Your assignment: Count every line in the following entries that holds the word "notices". Only the number should be given.

Items listed in a dataset:
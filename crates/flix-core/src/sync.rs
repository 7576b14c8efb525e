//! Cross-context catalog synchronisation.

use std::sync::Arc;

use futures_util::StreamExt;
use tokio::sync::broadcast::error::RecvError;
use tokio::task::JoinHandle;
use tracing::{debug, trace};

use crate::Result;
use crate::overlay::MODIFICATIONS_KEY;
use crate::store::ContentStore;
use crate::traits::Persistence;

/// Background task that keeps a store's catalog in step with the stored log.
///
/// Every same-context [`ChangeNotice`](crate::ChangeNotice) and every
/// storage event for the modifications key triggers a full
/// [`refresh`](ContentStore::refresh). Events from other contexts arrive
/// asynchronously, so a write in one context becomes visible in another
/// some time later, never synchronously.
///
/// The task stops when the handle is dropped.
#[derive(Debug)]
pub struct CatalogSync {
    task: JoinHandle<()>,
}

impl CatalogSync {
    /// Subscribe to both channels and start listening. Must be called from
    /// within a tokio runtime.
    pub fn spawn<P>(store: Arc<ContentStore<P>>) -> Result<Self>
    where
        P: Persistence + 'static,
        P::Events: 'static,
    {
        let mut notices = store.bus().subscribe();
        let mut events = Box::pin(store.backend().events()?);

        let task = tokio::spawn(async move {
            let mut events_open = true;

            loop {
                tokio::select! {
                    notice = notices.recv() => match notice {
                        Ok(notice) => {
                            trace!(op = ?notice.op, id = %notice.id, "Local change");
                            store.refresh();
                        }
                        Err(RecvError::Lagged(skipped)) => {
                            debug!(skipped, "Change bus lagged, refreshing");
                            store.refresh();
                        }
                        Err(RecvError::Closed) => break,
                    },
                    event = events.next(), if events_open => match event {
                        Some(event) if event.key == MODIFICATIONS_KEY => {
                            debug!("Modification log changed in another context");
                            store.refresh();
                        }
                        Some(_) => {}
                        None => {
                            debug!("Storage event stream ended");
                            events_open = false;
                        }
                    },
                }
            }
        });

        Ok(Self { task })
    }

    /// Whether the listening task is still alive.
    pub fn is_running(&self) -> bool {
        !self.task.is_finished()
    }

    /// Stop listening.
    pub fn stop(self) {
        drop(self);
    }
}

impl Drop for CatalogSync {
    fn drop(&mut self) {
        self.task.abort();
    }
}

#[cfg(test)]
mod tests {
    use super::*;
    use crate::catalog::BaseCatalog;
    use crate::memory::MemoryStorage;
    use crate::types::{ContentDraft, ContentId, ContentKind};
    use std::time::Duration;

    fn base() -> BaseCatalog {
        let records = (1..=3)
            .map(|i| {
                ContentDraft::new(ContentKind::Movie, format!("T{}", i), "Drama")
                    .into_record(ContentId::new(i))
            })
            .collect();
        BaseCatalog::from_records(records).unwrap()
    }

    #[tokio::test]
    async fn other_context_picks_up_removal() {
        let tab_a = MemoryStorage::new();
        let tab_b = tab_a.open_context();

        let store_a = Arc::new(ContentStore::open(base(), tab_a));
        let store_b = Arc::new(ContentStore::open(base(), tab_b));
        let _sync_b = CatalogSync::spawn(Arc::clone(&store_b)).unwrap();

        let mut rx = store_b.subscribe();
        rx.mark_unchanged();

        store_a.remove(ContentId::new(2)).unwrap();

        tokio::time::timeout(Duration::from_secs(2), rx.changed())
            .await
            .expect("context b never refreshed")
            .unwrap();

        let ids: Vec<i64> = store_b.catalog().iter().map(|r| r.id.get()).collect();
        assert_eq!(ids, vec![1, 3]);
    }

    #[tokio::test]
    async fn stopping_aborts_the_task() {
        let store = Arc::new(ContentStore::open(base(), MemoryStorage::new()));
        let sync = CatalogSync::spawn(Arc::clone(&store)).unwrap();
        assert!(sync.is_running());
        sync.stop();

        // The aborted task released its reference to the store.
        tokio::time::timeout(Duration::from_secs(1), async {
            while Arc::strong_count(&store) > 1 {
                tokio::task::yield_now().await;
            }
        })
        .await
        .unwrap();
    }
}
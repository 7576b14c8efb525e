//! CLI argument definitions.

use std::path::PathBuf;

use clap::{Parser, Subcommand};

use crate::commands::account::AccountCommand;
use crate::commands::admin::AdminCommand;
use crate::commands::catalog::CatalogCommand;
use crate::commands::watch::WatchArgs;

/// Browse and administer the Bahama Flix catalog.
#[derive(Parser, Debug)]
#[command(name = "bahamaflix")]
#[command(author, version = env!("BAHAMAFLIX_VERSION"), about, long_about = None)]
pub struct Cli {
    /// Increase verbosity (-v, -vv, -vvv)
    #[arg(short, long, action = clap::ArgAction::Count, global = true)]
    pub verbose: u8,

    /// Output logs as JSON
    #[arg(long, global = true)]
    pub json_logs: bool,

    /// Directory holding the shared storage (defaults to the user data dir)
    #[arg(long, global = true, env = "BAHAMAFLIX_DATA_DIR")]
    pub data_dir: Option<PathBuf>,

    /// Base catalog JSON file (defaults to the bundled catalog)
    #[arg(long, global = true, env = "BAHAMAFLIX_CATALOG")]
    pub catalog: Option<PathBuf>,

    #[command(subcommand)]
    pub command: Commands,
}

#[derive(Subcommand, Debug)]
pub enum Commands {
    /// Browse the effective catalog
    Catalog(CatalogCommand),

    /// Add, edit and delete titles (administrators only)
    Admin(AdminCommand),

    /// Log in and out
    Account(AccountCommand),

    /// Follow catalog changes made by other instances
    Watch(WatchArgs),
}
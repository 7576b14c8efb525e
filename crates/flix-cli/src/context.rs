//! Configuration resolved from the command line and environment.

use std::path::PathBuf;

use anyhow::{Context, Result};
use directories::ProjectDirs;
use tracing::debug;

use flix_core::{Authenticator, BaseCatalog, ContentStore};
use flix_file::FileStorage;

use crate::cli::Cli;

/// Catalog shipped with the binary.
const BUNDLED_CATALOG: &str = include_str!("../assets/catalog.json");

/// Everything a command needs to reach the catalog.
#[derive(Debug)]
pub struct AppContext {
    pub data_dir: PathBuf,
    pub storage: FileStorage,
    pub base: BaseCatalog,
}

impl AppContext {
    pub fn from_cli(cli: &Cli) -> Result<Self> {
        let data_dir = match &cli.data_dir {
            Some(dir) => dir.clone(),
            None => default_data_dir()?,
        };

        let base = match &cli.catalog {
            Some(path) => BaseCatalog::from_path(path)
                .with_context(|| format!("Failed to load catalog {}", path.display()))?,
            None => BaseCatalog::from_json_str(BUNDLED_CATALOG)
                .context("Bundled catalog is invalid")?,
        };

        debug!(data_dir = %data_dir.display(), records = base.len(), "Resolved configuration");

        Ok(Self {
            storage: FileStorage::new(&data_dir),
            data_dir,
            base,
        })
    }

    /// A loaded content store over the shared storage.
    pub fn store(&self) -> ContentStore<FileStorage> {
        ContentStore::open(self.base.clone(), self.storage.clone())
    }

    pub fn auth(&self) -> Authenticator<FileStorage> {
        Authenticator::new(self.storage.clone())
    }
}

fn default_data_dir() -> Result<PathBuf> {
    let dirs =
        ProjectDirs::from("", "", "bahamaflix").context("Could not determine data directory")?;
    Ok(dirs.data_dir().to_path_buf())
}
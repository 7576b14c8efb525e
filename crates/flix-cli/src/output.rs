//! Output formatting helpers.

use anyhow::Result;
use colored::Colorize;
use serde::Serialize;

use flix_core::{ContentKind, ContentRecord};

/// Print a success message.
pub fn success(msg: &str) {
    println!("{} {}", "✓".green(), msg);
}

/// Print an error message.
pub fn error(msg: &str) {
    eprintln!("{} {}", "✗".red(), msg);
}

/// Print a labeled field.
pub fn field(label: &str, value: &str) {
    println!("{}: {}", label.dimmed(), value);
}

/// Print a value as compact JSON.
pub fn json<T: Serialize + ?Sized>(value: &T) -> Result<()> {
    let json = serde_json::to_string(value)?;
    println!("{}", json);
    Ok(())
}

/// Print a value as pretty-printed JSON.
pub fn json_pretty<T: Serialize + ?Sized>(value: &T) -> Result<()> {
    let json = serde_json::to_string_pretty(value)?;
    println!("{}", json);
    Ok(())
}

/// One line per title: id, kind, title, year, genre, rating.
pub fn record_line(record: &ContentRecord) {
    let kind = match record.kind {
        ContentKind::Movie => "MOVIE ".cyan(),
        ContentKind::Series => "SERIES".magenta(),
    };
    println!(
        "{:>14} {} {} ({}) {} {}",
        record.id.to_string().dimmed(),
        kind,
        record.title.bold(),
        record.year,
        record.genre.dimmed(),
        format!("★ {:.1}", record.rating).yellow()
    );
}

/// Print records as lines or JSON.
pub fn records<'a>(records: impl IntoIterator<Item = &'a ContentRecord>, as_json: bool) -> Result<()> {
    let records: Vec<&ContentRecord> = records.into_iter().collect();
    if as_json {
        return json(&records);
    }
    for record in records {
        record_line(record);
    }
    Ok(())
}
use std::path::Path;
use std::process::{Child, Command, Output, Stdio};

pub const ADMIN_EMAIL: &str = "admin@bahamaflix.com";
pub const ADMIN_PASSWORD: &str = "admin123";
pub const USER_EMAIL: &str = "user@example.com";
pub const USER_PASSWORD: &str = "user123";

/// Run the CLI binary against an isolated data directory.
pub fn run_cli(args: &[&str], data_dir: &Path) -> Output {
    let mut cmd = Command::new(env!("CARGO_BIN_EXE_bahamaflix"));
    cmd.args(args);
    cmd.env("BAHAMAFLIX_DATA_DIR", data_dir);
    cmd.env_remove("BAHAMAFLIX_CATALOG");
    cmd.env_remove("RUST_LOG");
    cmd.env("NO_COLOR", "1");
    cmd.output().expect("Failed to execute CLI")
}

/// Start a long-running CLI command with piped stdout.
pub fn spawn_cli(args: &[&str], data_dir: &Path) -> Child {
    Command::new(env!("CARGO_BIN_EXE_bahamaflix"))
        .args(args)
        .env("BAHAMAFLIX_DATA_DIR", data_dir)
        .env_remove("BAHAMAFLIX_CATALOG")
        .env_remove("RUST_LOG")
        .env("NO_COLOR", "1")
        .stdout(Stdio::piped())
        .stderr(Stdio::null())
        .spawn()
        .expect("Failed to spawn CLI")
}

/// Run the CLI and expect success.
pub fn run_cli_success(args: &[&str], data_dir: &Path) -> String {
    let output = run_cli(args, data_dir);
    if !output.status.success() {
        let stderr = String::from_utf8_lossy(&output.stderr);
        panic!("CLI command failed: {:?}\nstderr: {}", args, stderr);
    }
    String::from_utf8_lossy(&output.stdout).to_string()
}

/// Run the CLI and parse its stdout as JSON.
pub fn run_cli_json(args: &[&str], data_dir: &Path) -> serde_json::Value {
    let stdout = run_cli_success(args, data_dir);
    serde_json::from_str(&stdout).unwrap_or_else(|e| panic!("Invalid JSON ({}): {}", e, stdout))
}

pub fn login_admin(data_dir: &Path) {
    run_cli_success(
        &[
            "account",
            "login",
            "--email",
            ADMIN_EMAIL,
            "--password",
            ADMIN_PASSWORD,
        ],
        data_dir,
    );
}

Output: 2